How to complete this task ▸
How many lines in the records below contain the word "EguiPrimaryContextPass"? Answer with the number alone.

Data for review ▸
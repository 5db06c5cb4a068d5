//! Position synchronization between physics and rendering.
//!
//! Converts f64 physics positions to f32 transforms and applies the
//! cosmetic spin of each body.

use bevy::prelude::*;

use crate::registry::BodyRegistry;
use crate::render::bodies::BodyVisual;
use crate::types::SimulationClock;

/// Sync body sphere transforms from the registry.
pub fn sync_body_transforms(
    mut query: Query<(&mut Transform, &BodyVisual)>,
    registry: Res<BodyRegistry>,
    clock: Res<SimulationClock>,
) {
    for (mut transform, visual) in query.iter_mut() {
        let Some(body) = registry.get(visual.index) else {
            continue;
        };

        transform.translation = body.pos.as_vec3();
        transform.rotation = Quat::from_rotation_y(clock.elapsed as f32 * visual.rotation_speed);
    }
}
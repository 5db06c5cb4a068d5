//! Simulation clock advancement.
//!
//! Converts the frame's wall-clock delta into simulated seconds according to
//! the clock's scale and pause state.

use bevy::prelude::*;

use crate::types::{SimulationClock, SimulationSet};

/// Plugin providing time advancement and frame ordering.
pub struct TimePlugin;

impl Plugin for TimePlugin {
    fn build(&self, app: &mut App) {
        app.init_resource::<SimulationClock>()
            .configure_sets(
                Update,
                (
                    SimulationSet::Clock,
                    SimulationSet::Integrate,
                    SimulationSet::Deform,
                    SimulationSet::Render,
                )
                    .chain(),
            )
            .add_systems(Update, advance_clock.in_set(SimulationSet::Clock));
    }
}

/// Advance the simulation clock by this frame's real delta.
fn advance_clock(mut clock: ResMut<SimulationClock>, time: Res<Time>) {
    clock.tick(time.delta_secs_f64());
}
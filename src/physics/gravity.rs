//! Pairwise softened Newtonian gravity.
//!
//! Direct O(n²) summation over unordered pairs. Scenarios hold tens of
//! bodies, and a tree approximation would change trajectories.

use bevy::math::DVec3;

use crate::types::Body;

/// Compute the gravitational acceleration of every body.
///
/// `out` is cleared and refilled with one entry per body, in body order.
/// For each pair the softened squared distance is `|d|² + softening²`, so
/// coincident bodies produce zero acceleration instead of a singularity.
///
/// # Arguments
/// * `bodies` - Bodies to evaluate (positions are only read)
/// * `g` - Gravitational constant
/// * `softening` - Softening length, must be positive
/// * `out` - Scratch buffer receiving the accelerations
pub fn compute_accelerations(bodies: &[Body], g: f64, softening: f64, out: &mut Vec<DVec3>) {
    out.clear();
    out.resize(bodies.len(), DVec3::ZERO);

    let soft2 = softening * softening;

    for i in 0..bodies.len() {
        let bi = &bodies[i];
        let mi = bi.mass();

        for j in (i + 1)..bodies.len() {
            let bj = &bodies[j];
            let mj = bj.mass();

            // d points from i to j: i is pulled along +u, j along -u
            let d = bj.pos - bi.pos;
            let r2 = d.length_squared() + soft2;
            let u = d / r2.sqrt();

            let force = g * mi * mj / r2;

            out[i] += u * (force / mi);
            out[j] -= u * (force / mj);
        }
    }
}
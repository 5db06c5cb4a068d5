//! UI module providing the egui tuning panel.

mod tuning_panel;

use bevy::prelude::*;
use bevy_egui::{EguiPlugin, EguiPrimaryContextPass};

/// Plugin that adds all UI systems.
pub struct UiPlugin;

impl Plugin for UiPlugin {
    fn build(&self, app: &mut App) {
        if !app.is_plugin_added::<EguiPlugin>() {
            app.add_plugins(EguiPlugin::default());
        }
        app.add_systems(EguiPrimaryContextPass, tuning_panel::tuning_panel_system);
    }
}
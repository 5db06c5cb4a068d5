//! Core simulation types shared by the physics, field and render layers.

use bevy::math::DVec3;
use bevy::prelude::*;

use crate::error::{ConfigError, is_positive};

/// System set for ordering the per-frame pipeline.
///
/// Each frame runs the sets strictly in declaration order; field
/// deformation must see the positions produced by this frame's integration.
#[derive(SystemSet, Debug, Clone, PartialEq, Eq, Hash)]
pub enum SimulationSet {
    /// Advance the simulation clock
    Clock,
    /// Integrate bodies and recenter the frame
    Integrate,
    /// Recompute grid heights from the new body positions
    Deform,
    /// Push positions and heights to the renderer
    Render,
}

/// Display category of a body.
///
/// Only the renderer looks at this; gravity treats every body the same.
#[derive(Clone, Copy, Debug, Default, PartialEq, Eq, Hash)]
pub enum BodyKind {
    /// Star-like body, drawn emissive
    Primary,
    /// Orbiter
    #[default]
    Secondary,
}

/// A massive body.
///
/// Positions and velocities are in render units (and per second). The y
/// axis is up; orbits live in the XZ plane and y only lifts a body off
/// the grid.
#[derive(Clone, Debug, PartialEq)]
pub struct Body {
    mass: f64,
    pub pos: DVec3,
    pub vel: DVec3,
    pub kind: BodyKind,
}

impl Body {
    /// Create a body, rejecting non-positive or non-finite mass.
    pub fn new(mass: f64, pos: DVec3, vel: DVec3, kind: BodyKind) -> Result<Self, ConfigError> {
        if !is_positive(mass) {
            return Err(ConfigError::InvalidMass(mass));
        }
        Ok(Self {
            mass,
            pos,
            vel,
            kind,
        })
    }

    /// Mass (always positive).
    #[inline]
    pub fn mass(&self) -> f64 {
        self.mass
    }

    /// Linear momentum `m·v`.
    #[inline]
    pub fn momentum(&self) -> DVec3 {
        self.vel * self.mass
    }

    /// Read-only projection used by the field engine.
    #[inline]
    pub fn as_source(&self) -> GravitySource {
        GravitySource {
            pos: self.pos,
            mass: self.mass,
        }
    }
}

/// Position and mass snapshot of a body, consumed by field evaluation.
#[derive(Clone, Copy, Debug, PartialEq)]
pub struct GravitySource {
    pub pos: DVec3,
    pub mass: f64,
}

/// Simulation clock resource.
#[derive(Resource, Clone, Debug)]
pub struct SimulationClock {
    /// Simulated seconds since the scenario was loaded
    pub elapsed: f64,
    /// Simulated seconds per real second
    pub scale: f64,
    /// Whether the simulation is paused
    pub paused: bool,
    /// Simulated seconds added by the most recent frame
    pub last_delta: f64,
}

impl Default for SimulationClock {
    fn default() -> Self {
        Self {
            elapsed: 0.0,
            scale: 1.0,
            paused: false,
            last_delta: 0.0,
        }
    }
}

impl SimulationClock {
    /// Clock for a freshly loaded scenario.
    pub fn new(scale: f64, paused: bool) -> Self {
        Self {
            scale,
            paused,
            ..default()
        }
    }

    /// Advance by `real_delta` wall-clock seconds, returning the simulated
    /// delta (zero while paused).
    pub fn tick(&mut self, real_delta: f64) -> f64 {
        let dt = if self.paused {
            0.0
        } else {
            (real_delta * self.scale).max(0.0)
        };
        self.elapsed += dt;
        self.last_delta = dt;
        dt
    }
}
/*
[INPUT]:  API key and trading account from the environment
[OUTPUT]: Order placement, status and cancellation results
[POS]:    Examples - trading operations
[UPDATE]: When trading API changes
*/

use xfighter::*;

/// Example: place a limit order, check it, then cancel it.
///
/// Requires `XFIGHTER_API_KEY` and `XFIGHTER_ACCOUNT`.
#[tokio::main]
async fn main() {
    println!("=== Xfighter Trading Example ===\n");

    let Ok(account) = std::env::var("XFIGHTER_ACCOUNT") else {
        eprintln!("Set XFIGHTER_ACCOUNT to your trading account");
        return;
    };

    let client = match XfighterClient::with_config(ClientConfig::from_env()) {
        Ok(c) => c,
        Err(e) => {
            eprintln!("Failed to create client: {}", e);
            return;
        }
    };

    let order = match client
        .buy(&account, "TESTEX", "FOOBAR", 100, 10, OrderType::Limit)
        .await
    {
        Ok(order) => order,
        Err(e) => {
            eprintln!("✗ Buy failed ({:?}): {}", e.kind(), e);
            return;
        }
    };
    println!("✓ Placed order {} at {} dollars", order.id, order.price_dollars());

    match client.refresh_order(&order).await {
        Ok(current) => println!("✓ Status: {:?}, filled {}", current.status(), current.total_filled),
        Err(e) => println!("✗ Status error: {}", e),
    }

    match client.cancel(&order).await {
        Ok(cancelled) => println!("✓ Cancelled, final status {:?}", cancelled.status()),
        Err(e) => println!("✗ Cancel error: {}", e),
    }
}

Result for this task ▸
2